[Records supplied Boundary: Start]
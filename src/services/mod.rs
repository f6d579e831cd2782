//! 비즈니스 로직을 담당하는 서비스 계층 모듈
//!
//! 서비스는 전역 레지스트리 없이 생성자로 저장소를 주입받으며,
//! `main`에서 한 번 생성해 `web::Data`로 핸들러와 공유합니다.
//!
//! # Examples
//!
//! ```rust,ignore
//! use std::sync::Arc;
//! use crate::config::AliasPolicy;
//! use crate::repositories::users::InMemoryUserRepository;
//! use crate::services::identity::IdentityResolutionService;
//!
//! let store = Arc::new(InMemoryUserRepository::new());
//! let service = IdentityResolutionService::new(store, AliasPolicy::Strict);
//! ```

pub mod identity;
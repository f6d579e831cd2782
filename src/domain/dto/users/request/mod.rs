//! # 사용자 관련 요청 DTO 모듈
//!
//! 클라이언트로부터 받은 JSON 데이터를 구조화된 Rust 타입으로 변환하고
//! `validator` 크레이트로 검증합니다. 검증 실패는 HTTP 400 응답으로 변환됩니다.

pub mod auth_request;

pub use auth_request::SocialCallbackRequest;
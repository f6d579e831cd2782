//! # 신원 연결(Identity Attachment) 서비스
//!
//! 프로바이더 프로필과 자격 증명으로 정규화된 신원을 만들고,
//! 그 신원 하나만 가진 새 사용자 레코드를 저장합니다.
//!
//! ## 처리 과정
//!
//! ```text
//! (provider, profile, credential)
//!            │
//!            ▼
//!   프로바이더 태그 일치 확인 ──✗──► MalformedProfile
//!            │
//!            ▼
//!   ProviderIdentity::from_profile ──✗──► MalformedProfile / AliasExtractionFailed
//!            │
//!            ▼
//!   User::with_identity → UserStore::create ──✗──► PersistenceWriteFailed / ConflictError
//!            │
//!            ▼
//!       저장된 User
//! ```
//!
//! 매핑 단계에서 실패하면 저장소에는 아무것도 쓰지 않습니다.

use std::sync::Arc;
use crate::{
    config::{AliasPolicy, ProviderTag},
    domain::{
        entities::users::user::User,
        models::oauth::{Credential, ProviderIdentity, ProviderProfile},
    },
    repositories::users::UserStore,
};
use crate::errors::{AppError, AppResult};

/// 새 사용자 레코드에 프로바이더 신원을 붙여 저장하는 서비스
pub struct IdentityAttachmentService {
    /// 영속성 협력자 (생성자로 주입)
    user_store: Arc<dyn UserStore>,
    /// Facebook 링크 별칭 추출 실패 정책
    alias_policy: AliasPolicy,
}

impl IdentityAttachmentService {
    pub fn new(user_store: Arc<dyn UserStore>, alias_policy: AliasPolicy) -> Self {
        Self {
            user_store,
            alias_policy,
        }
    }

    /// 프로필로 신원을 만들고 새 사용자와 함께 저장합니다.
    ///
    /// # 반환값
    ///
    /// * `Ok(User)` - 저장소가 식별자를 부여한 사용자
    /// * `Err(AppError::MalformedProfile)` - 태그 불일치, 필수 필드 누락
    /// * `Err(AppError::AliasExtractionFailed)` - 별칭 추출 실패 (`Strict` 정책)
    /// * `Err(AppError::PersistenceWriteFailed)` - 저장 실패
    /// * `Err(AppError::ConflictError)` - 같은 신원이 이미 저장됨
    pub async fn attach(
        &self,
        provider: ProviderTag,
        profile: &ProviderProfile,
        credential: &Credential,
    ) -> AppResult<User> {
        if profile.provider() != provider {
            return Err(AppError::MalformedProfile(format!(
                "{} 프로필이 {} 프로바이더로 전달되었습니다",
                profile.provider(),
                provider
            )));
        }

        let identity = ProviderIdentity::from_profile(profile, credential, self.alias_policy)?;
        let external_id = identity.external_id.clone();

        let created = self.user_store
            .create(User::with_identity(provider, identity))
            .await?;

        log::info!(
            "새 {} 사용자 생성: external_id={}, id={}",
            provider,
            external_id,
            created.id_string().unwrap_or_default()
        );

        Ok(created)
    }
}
[Records supplied Boundary: End]
### Aim of the exercise
If the string "UserStore" appears in a line of the entries, report the line.

### Written answer
//!   User::with_identity → UserStore::create ──✗──► PersistenceWriteFailed / ConflictError
    repositories::users::UserStore,
    user_store: Arc<dyn UserStore>,
    pub fn new(user_store: Arc<dyn UserStore>, alias_policy: AliasPolicy) -> Self {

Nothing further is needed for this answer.